4) More impressions about the methodological part of the manuscript. Getting acquainted with the materials provided to me for review, the following is striking:

-          the description of the experimental protocol is rather vague and does not comply with the requirement for an accurate detailed description and reproducibility of the conducted research. The writing overflows with references to other developments in which the protocol has been introduced and verified, but there is no concrete data here. For example, only in the results section (lines 85-86) does it become clear that the experimental mice were studied over a period of 6 months. Also, the total number of experienced rodents and their distribution by gender is not specified.

-          Another omission is the grouping – how many of the animals were treated with each substance of the respective dose.

-          The methods section also does not specify the doses applied or the reason for their selection.

-          The reason for individual housing of mice during the experiments was not stated. Usually the rodents are grouped in a minimum of five animals in a cage; otherwise, it is considered a social isolation protocol for inducing aggression and other behavior changes.

-          Please explain the reason for administering a larger volume of aprepitant solution compared to all other substances administered in a standard volume for IP injection in mice, namely 0.1 ml / 10 g bw.

-          The sentences in lines 345-356 are confusing. I recommend that the authors include a scheme of the experimental design so that the reader of the article can better navigate the long-term experiment they are conducting.

-          I recommend that the description of the apparatus include who developed and validated it for monitoring behavior in mice with the indicated model of induced pain (4.3.2. Apparatus)

-          In section 4.3.3. the authors indicate the dose ranges of the administered substances, but do not describe how many doses from the range of each substance they were selected from. The reader of the article can be guided only by the presented figures with results

5) Given the enormous amount of work that has been done, with a complex and lengthy protocol, the results are rather limited in presentation.

-          The results of Figures 2, 3 and 4 do not show the dynamics of behavior in the two sexes of the experimental animals. These data are presented in table 2, but the doses are missing there. These inaccuracies make interpretation of the results difficult.

-          There is a discrepancy in the titles of the two scoreboards. Table 1 compares the effects of "Vehicle Alone and Vehicle + IP 0.56% acid", and in Table 2 - "drug alone (circles in each figure) or drug + IP 0.56% acid". This is confusing because of the different meaning of a drug vehicle and the drug itself...

-          Please specify "lactic acid" instead of just "acid"

-          Also, the font size in the two tables is different.

-          Why are explanations for the data presented in the figures included in the table titles?

-          Additional materials are mentioned in the article (lines 195 and 198), but they were not made available for review.
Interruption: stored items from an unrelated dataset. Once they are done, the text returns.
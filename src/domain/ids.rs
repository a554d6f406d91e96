//! Domain identifier types with validation
//!
//! Newtype wrappers for the on-chain identifiers the exporter works with.

use serde::{Deserialize, Serialize};
use std::fmt;
use std::str::FromStr;

/// Contract address newtype wrapper
///
/// A 20-byte Ethereum address written as `0x` followed by 40 hex digits.
/// Case is preserved; checksums are not verified.
///
/// # Examples
///
/// ```
/// use entropy_export::domain::ids::ContractAddress;
/// use std::str::FromStr;
///
/// let address = ContractAddress::from_str("0xBBCD0c8DBdC112dd29af8c57Ee8740bD9feE084B").unwrap();
/// assert_eq!(address.as_str(), "0xBBCD0c8DBdC112dd29af8c57Ee8740bD9feE084B");
/// ```
#[derive(Debug, Clone, PartialEq, Eq, Hash, Serialize, Deserialize)]
#[serde(try_from = "String", into = "String")]
pub struct ContractAddress(String);

impl ContractAddress {
    /// Creates a new ContractAddress from a string
    ///
    /// # Returns
    ///
    /// Returns `Ok(ContractAddress)` if the address is well-formed, `Err` otherwise
    pub fn new(address: impl Into<String>) -> Result<Self, String> {
        let address = address.into();
        let digits = address
            .strip_prefix("0x")
            .or_else(|| address.strip_prefix("0X"))
            .ok_or_else(|| format!("Contract address must start with 0x, got: {address}"))?;

        if digits.len() != 40 {
            return Err(format!(
                "Contract address must have 40 hex digits, got {}: {address}",
                digits.len()
            ));
        }

        if !digits.chars().all(|c| c.is_ascii_hexdigit()) {
            return Err(format!(
                "Contract address contains non-hex characters: {address}"
            ));
        }

        Ok(Self(address))
    }

    /// Wraps an address known to be well-formed
    pub(crate) fn new_unchecked(address: impl Into<String>) -> Self {
        Self(address.into())
    }

    /// Returns the address as a string slice
    pub fn as_str(&self) -> &str {
        &self.0
    }
}

impl fmt::Display for ContractAddress {
    fn fmt(&self, f: &mut fmt::Formatter<'_>) -> fmt::Result {
        write!(f, "{}", self.0)
    }
}

impl FromStr for ContractAddress {
    type Err = String;

    fn from_str(s: &str) -> Result<Self, Self::Err> {
        Self::new(s)
    }
}

impl TryFrom<String> for ContractAddress {
    type Error = String;

    fn try_from(value: String) -> Result<Self, Self::Error> {
        Self::new(value)
    }
}

impl From<ContractAddress> for String {
    fn from(address: ContractAddress) -> Self {
        address.0
    }
}

impl AsRef<str> for ContractAddress {
    fn as_ref(&self) -> &str {
        &self.0
    }
}

/// Index of an on-chain VRF request (a "batch" of random words)
///
/// Batches are numbered from 1 by the consumer contract.
#[derive(Debug, Clone, Copy, PartialEq, Eq, PartialOrd, Ord, Hash, Serialize, Deserialize)]
pub struct BatchIndex(u64);

impl BatchIndex {
    /// Creates a new BatchIndex
    pub fn new(index: u64) -> Self {
        Self(index)
    }

    /// Returns the raw index
    pub fn value(&self) -> u64 {
        self.0
    }

    /// Returns the index of the following batch
    pub fn next(&self) -> Self {
        Self(self.0 + 1)
    }
}

impl fmt::Display for BatchIndex {
    fn fmt(&self, f: &mut fmt::Formatter<'_>) -> fmt::Result {
        write!(f, "{}", self.0)
    }
}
Additionally, the article template in the Supplementary Materials section states "To be determined."

6) The conclusion part should be extended with illations about the different doses that were administered, the dose/response relationships that were found, and the behavioral differences between the two sexes that were found.

 

Review date

June 26^th 2024

Author Response

Please see the attachment

Author Response File: Author Response.pdf

Round 2

Reviewer 3 Report

Comments and Suggestions for Authors

Dear authors,
The corrections to the manuscript are found to be satisfactory, as well as the reasons provided for not addressing some comments.

Author Response

We thank the reviewer for their kind comments regarding the paper, and we have addressed both comments as described below.  I apologize for the typos!

1. We have added text to the Figure 2 legend to identify points that were compared by t-test for results shown in Table 1.
2. We have corrected the typos in sentence 322-326.